Now, we’re taking things to the next level by integrating MLlib with PHI-2 and Llama.cpp.
This combo will give us a powerful system to summarize, classify and support question answer style prompts-interactions.

Step 1: Understanding MLlib in relation to PHI-2 and Llama.cpp

MLlib in relation to PHI-2 and Llama.cpp

PHI-2: A lightweight AI model from Microsoft, designed for low-resource LLM tasks.
Llama.cpp: A high-performance, CPU-friendly framework for running Meta’s Llama models on edge devices.
MLlib + PHI-2 + Llama.cpp: Combine Spark’s distributed ML capabilities with efficient, local AI inference for handling large-scale NLP, summarization, and text processing tasks.

Step 2: Why Integrate Spark with PHI-2 and Llama.cpp?

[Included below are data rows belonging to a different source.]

//! Signal Buffer: recent magnitude samples, strictly increasing timestamps

use std::collections::VecDeque;

use crate::error::SampleError;
use crate::types::Sample;
use crate::SIGNAL_BUFFER_CAPACITY;

/// Bounded history of accepted samples; oldest dropped when full
#[derive(Debug, Clone)]
pub struct SignalBuffer {
    samples: VecDeque<Sample>,
    capacity: usize,
    /// Timestamp of the newest accepted sample
    last_ms: Option<u64>,
}

impl Default for SignalBuffer {
    fn default() -> Self {
        Self::new()
    }
}

impl SignalBuffer {
    /// Create buffer with default capacity
    pub fn new() -> Self {
        Self::with_capacity(SIGNAL_BUFFER_CAPACITY)
    }

    pub fn with_capacity(capacity: usize) -> Self {
        let capacity = capacity.max(1);
        Self {
            samples: VecDeque::with_capacity(capacity),
            capacity,
            last_ms: None,
        }
    }

    /// Accept a sample. Duplicates, out-of-order and non-finite samples are refused
    /// and leave the buffer untouched.
    pub fn push(&mut self, sample: Sample) -> Result<(), SampleError> {
        if !sample.is_valid() {
            return Err(SampleError::InvalidMagnitude(sample.magnitude));
        }
        if let Some(last_ms) = self.last_ms {
            if sample.timestamp_ms <= last_ms {
                return Err(SampleError::NonMonotonic {
                    last_ms,
                    got_ms: sample.timestamp_ms,
                });
            }
        }

        if self.samples.len() == self.capacity {
            self.samples.pop_front();
        }
        self.samples.push_back(sample);
        self.last_ms = Some(sample.timestamp_ms);
        Ok(())
    }

    /// Most recent sample
    pub fn latest(&self) -> Option<&Sample> {
        self.samples.back()
    }

    pub fn last_timestamp_ms(&self) -> Option<u64> {
        self.last_ms
    }

    pub fn len(&self) -> usize {
        self.samples.len()
    }

    pub fn is_empty(&self) -> bool {
        self.samples.is_empty()
    }

    pub fn capacity(&self) -> usize {
        self.capacity
    }

    pub fn iter(&self) -> impl Iterator<Item = &Sample> {
        self.samples.iter()
    }
}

Feature	MLlib	PHI-2	Llama.cpp
Scalability	✅ Distributed ML	❌ Local Model	✅ Efficient Execution
Ease of Use	✅ Built-in ML Algorithms	✅ Pre-trained NLP Model	✅ Runs on CPU
Low Latency	❌ (Distributed Overhead)	✅ (Optimized for Speed)	✅ (Minimal Compute Requirements)
AI Workloads	✅ General ML & NLP	✅ NLP Tasks	✅ LLM Inference

Real-World Use Cases

🚀 Summarizing Large Datasets (PHI-2 can summarize documents before MLlib classifies them)
📊 AI-Powered Data Analysis (Llama.cpp can generate insights from Spark-based logs)
⚡ Real-Time NLP Processing (Combine all three for distributed inference)

Step 3: Setting Up Spark with PHI-2 and Llama.cpp

1. Install Dependencies

1
pip install pyspark llama-cpp-python transformers torch

2. Initialize Spark

1
2
3
4
5
from pyspark.sql import SparkSession

spark = SparkSession.builder \
    .appName("Spark+PHI2+Llama") \
    .getOrCreate()

3. Load Documents into Spark

1
document_df = spark.read.text("~/spark_documents/*")

4. Run PHI-2 for Text Summarization

 1
 2
 3
 4
 5
 6
 7
 8
 9
10
11
12
13
14
15
16
17
18
from transformers import AutoTokenizer, AutoModelForSeq2SeqLM

# Load PHI-2 Model
tokenizer = AutoTokenizer.from_pretrained("microsoft/phi-2")
model = AutoModelForSeq2SeqLM.from_pretrained("microsoft/phi-2")

def summarize_text(text):
    inputs = tokenizer(text, return_tensors="pt", max_length=512, truncation=True)
    summary_ids = model.generate(inputs["input_ids"], max_length=100)
    return tokenizer.decode(summary_ids[0], skip_special_tokens=True)

# Apply summarization to Spark DataFrame
from pyspark.sql.functions import udf
from pyspark.sql.types import StringType

summarize_udf = udf(summarize_text, StringType())
document_df = document_df.withColumn("summary", summarize_udf(document_df.value))
document_df.show()

5. Run Llama.cpp for Question Answering

 1
 2
 3
 4
 5
 6
 7
 8
 9
10
11
12
from llama_cpp import Llama

# Load Llama-2 model
llm = Llama(model_path="llama-2-7b.Q4_K.gguf")

def answer_question(text, question):
    response = llm(f"{text}\n\nQuestion: {question}\nAnswer:")
    return response["choices"][0]["text"].strip()

answer_udf = udf(lambda text: answer_question(text, "What is this document about?"), StringType())
document_df = document_df.withColumn("llama_answer", answer_udf(document_df.value))
document_df.show()

Step 4: Benefits of This Setup

✅ Scalability: Spark processes large-scale data efficiently.
✅ Efficiency: PHI-2 compresses large text before MLlib processes it.
✅ Edge Deployment: Llama.cpp runs LLM inference on local machines (no GPU required).
✅ AI-Driven Insights: Enables AI-powered NLP tasks directly within Spark.